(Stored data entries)
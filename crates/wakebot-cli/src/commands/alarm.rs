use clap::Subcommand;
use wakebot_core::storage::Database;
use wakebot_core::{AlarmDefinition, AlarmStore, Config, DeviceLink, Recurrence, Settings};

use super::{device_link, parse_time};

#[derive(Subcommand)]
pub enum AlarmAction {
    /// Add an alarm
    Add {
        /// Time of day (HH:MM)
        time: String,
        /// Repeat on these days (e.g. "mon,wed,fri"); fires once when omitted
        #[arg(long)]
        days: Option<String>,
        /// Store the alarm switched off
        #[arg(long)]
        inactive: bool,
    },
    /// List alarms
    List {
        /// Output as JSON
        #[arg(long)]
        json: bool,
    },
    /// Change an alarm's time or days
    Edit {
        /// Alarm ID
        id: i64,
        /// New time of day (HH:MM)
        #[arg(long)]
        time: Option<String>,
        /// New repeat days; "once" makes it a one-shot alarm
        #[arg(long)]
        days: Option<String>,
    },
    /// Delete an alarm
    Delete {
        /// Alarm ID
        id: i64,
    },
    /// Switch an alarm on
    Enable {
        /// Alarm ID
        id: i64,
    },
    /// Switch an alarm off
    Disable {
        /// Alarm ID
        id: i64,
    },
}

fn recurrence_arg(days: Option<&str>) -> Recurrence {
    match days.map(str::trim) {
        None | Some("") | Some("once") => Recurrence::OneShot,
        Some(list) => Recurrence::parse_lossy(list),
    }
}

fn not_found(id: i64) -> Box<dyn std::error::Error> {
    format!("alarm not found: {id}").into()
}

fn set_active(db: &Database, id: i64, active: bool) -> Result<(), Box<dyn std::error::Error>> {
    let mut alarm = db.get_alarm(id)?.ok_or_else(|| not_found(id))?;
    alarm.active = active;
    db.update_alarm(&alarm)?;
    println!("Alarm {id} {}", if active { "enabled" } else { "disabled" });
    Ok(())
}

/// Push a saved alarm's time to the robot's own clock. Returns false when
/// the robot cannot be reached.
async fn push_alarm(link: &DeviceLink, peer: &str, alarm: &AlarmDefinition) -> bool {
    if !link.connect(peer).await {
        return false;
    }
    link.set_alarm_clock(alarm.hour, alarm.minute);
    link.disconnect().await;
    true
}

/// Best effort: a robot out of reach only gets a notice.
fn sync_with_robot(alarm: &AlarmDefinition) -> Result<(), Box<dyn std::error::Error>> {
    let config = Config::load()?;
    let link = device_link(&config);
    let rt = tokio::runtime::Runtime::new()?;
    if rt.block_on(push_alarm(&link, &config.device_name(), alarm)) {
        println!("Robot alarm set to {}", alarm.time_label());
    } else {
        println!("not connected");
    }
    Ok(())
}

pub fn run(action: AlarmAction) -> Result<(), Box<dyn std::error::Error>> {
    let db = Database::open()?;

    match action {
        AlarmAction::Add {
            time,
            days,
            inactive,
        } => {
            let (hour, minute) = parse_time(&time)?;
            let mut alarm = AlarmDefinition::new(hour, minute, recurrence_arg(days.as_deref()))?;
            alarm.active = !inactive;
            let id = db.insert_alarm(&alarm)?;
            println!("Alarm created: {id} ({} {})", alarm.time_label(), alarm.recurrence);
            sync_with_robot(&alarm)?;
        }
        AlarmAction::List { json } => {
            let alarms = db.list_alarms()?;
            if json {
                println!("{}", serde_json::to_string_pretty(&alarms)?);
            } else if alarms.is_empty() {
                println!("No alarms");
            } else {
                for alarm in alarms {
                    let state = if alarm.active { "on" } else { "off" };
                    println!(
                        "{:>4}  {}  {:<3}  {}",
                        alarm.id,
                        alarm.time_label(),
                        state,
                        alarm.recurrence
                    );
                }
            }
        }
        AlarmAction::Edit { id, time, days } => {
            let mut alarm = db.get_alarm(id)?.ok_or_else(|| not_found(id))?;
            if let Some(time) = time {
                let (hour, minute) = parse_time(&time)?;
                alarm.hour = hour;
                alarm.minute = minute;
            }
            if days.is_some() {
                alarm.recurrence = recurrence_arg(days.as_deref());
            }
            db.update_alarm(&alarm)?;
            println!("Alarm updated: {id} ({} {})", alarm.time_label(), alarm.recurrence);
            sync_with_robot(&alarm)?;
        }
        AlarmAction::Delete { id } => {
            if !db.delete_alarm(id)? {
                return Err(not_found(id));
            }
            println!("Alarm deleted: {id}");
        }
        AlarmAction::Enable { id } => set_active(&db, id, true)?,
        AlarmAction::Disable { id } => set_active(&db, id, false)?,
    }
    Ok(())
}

---

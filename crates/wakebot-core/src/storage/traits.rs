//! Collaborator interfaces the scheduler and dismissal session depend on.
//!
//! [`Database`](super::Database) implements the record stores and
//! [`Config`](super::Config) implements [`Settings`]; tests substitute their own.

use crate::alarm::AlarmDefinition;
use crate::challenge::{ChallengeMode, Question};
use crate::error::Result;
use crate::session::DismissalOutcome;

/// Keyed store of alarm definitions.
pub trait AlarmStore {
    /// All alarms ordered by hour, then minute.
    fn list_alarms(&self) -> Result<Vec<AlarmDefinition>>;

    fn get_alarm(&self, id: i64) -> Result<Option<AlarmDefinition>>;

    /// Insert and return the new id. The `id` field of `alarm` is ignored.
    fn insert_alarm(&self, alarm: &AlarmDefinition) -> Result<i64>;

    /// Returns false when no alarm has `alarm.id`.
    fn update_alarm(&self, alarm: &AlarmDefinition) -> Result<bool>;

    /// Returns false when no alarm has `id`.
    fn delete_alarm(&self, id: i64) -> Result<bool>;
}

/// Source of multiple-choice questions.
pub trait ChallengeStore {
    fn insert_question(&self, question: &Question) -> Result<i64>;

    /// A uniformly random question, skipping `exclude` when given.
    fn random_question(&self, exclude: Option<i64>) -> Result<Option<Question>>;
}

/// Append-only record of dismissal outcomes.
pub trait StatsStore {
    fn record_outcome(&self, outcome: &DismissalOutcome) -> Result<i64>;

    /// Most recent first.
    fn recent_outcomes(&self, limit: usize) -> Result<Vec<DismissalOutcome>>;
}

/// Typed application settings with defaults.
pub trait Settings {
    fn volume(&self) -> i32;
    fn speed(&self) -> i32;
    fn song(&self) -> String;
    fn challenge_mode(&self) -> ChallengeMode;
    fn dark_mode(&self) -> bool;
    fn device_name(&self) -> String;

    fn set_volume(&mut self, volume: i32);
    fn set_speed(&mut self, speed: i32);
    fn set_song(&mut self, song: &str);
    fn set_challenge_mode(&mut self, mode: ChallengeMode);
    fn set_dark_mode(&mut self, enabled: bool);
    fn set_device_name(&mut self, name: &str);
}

--

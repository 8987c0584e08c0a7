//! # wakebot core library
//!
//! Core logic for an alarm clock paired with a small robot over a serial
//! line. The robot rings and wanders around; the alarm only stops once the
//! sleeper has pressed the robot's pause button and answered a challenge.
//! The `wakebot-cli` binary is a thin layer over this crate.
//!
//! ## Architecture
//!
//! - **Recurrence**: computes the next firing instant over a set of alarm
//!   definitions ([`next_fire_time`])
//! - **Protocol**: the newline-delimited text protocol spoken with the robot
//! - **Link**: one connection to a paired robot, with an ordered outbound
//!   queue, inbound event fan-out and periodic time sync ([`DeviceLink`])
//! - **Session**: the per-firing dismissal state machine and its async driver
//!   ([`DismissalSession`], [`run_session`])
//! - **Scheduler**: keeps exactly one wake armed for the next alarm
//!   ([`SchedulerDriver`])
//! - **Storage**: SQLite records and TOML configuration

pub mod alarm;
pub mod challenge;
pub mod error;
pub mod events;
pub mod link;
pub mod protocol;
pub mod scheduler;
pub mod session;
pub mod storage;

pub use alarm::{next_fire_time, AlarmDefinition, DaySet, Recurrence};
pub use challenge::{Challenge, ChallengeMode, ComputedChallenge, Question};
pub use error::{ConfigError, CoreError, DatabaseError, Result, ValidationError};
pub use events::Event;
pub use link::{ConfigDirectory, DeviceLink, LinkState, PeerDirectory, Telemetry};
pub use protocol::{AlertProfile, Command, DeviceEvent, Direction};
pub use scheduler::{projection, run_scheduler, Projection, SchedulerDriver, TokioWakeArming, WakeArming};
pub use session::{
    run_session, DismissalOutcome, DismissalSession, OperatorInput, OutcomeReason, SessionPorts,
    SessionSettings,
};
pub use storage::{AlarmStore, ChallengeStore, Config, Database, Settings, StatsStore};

▶ **TO DO**
In the records above, find each line that mentions the word "exclude", and copy it.

▶ **SOLUTION TO THIS TASK**
    /// A uniformly random question, skipping `exclude` when given.
    fn random_question(&self, exclude: Option<i64>) -> Result<Option<Question>>;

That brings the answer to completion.